House debates

Tuesday, 3 June 2008

Matters of Public Importance

Regional Programs

4:36 pm

Photo of Gary GrayGary Gray (Brand, Australian Labor Party, Parliamentary Secretary for Regional Development and Northern Australia) Share this | Hansard source

The debate is about the alleged poor administration of the regional programs in Australia. It is worth noting that in 1996 following the election of the Howard government the whole of the Department of Regional Development was abolished. They just got rid of it—they did not want it, did not need it, just got rid of it.

It is also worth remembering that the programs that are being described by those opposite have been described variously as ‘wonderful community projects’—and there are many that are. They have been described as ‘rorts’ on our side—and many are. On radio not so long ago the leader of the National Party made the comment in Broken Hill that ‘this program was actually for small communities’. We have had speakers opposite describe these projects as not being ‘political footballs’. If this is about funding for small communities, I have a letter here from a company which thought they would be recipients of a substantial grant. The company wrote complaining that in fact they had not received the grant because we had said that they were not approved by the former government, that they did not get a contract. They said, ‘Your decision to deny us the grant will deny this company the large profits’—that they would have made—‘given the price of oil and fuel.’ It is not about small community projects. It is actually about rorts. It is actually about public administration. I am surprised that the opposition would raise the issue of the management of programs in regional Australia. To put it mildly, their record on regional programs is atrocious.

I have remarked before that the very first documentation that we got when the class of 2007 arrived in this place were the volumes of the ANAO report. There were three volumes on our desks for us to consider. The three volumes go into great detail about the maladministration of the Regional Partnerships program. The Australian National Audit Office, the independent watchdog overseeing the administration of taxpayers’ money, could not have been more scathing in its assessment of the running of Regional Partnerships. The ANAO’s damning report on Regional Partnerships is sobering advice on how not to administer a grants program, not just a regional grants program but a grants program.

In particular it showed how inconsistently those opposite had applied the program’s guidelines. They manipulated the program to an extent purely to meet short-term political needs and it would be almost impossible to establish what criteria a project was required to meet in order to obtain Commonwealth support.
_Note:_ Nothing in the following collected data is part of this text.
//! The tree form an expression takes between parsing and linearization.
use crate::{lexer::Span, ops::OpImpl, value::Value};

/// One node of the compile-time expression tree.
///
/// The tree is owned by the compile call that produced it; optimization
/// passes rewrite it in place and the linearizer reads it once. `cost` is
/// scratch state written by the reordering pass and meaningless outside it.
#[derive(Debug)]
pub struct AstNode {
    pub core: NodeCore,
    /// Children in source order. `Conditional` always has exactly three:
    /// condition, true branch, false branch.
    pub args: Vec<AstNode>,
    pub span: Span,
    pub cost: f64,
}

#[derive(Debug)]
pub enum NodeCore {
    /// A literal, including folded results and literal lists.
    Constant(Value),
    /// A resolved binding reference. `key` is the compile-time slot handle;
    /// free variables (when the environment allows them) carry `None` and
    /// resolve by name at evaluation time.
    Variable { name: Box<str>, key: Option<u32> },
    /// An n-ary call to a registered operator.
    Operator { name: Box<str>, op: OpImpl },
    /// A binary call whose two operands are provably leaves; the linearizer
    /// emits it ahead of its operands so the evaluator can read them from
    /// fixed adjacent slots.
    FastOperator { name: Box<str>, op: OpImpl },
    /// `(if cond then else)`.
    Conditional,
}

impl AstNode {
    pub fn new(core: NodeCore, args: Vec<AstNode>, span: Span) -> Self {
        Self {
            core,
            args,
            span,
            cost: 0.0,
        }
    }

    pub fn constant(value: Value, span: Span) -> Self {
        Self::new(NodeCore::Constant(value), Vec::new(), span)
    }

    pub fn is_leaf(&self) -> bool {
        matches!(
            self.core,
            NodeCore::Constant(_) | NodeCore::Variable { .. }
        )
    }

    /// The boolean connective this node is, if any. Fast-path tagging does
    /// not change what a node means, so both operator shapes qualify.
    pub fn connective(&self) -> Option<Connective> {
        match &self.core {
            NodeCore::Operator { name, .. } | NodeCore::FastOperator { name, .. } => {
                match name.as_ref() {
                    "and" => Some(Connective::And),
                    "or" => Some(Connective::Or),
                    _ => None,
                }
            }
            _ => None,
        }
    }

    /// The identifier used for cost lookups and error messages: a variable
    /// or operator name, or the rendered literal for constants.
    pub fn ident(&self) -> String {
        match &self.core {
            NodeCore::Constant(v) => v.to_string(),
            NodeCore::Variable { name, .. } => name.to_string(),
            NodeCore::Operator { name, .. } | NodeCore::FastOperator { name, .. } => {
                name.to_string()
            }
            NodeCore::Conditional => "if".to_string(),
        }
    }
}

/// `and` short-circuits on `false`, `or` on `true`.
#[derive(Debug, Clone, Copy, PartialEq, Eq)]
pub enum Connective {
    And,
    Or,
}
The definition of a regional project was whatever project was in a marginal seat which the then government sought to hold. Whether it was in a regional area or not was irrelevant, as the member for Wentworth is well aware. There are hundreds of needy communities each with very worthwhile projects that missed out because those opposite were only focused on their own electoral margins.

In reading the ANAO report it is apparent that ministers overruled departmental advice, project assessment and management advice and gave grants for no apparent reason other than the money would be spent in a coalition held seat. When I say ‘no apparent reason’ what I mean is there is no documentation on the file, no reference to why a particular piece of advice was thought to have been inappropriate. There is no documentation.

Of the 43 projects that were approved despite the department not recommending them, 38 were in coalition held seats. Of the 43 that were approved despite the department saying, ‘No, do not do this; this is not an appropriate use of public money,’ 38 of them were in coalition held seats. More than a third of the program’s money was pumped into just 10 rural coalition seats, including Gwydir, the seat of John Anderson, the minister formerly responsible for the Regional Partnerships program. Another $4.6 million was earmarked for 22 projects in the member for Lyne’s electorate, another former minister responsible for this program.

The previous government dragged its feet on the contracting of hundreds of grants, leaving many worthy projects hanging in uncertainty unnecessarily. More than 30 projects took between a year and 2½ years to contract. Let me explain what that means. It means that they were projects that received approval from the former government, and approval actually meant a media event, a photograph, a story in the local paper, frequently a deputy prime minister, most often another minister, but always a coalition candidate sometimes handing over what could reasonably have been thought to be a cheque to the recipient organisation that, not unreasonably, then believed a contract was in place. It was not unreasonable for them to believe that a deal had been made, a contract was in place, an obligation was there on the part of the Commonwealth to fund the project.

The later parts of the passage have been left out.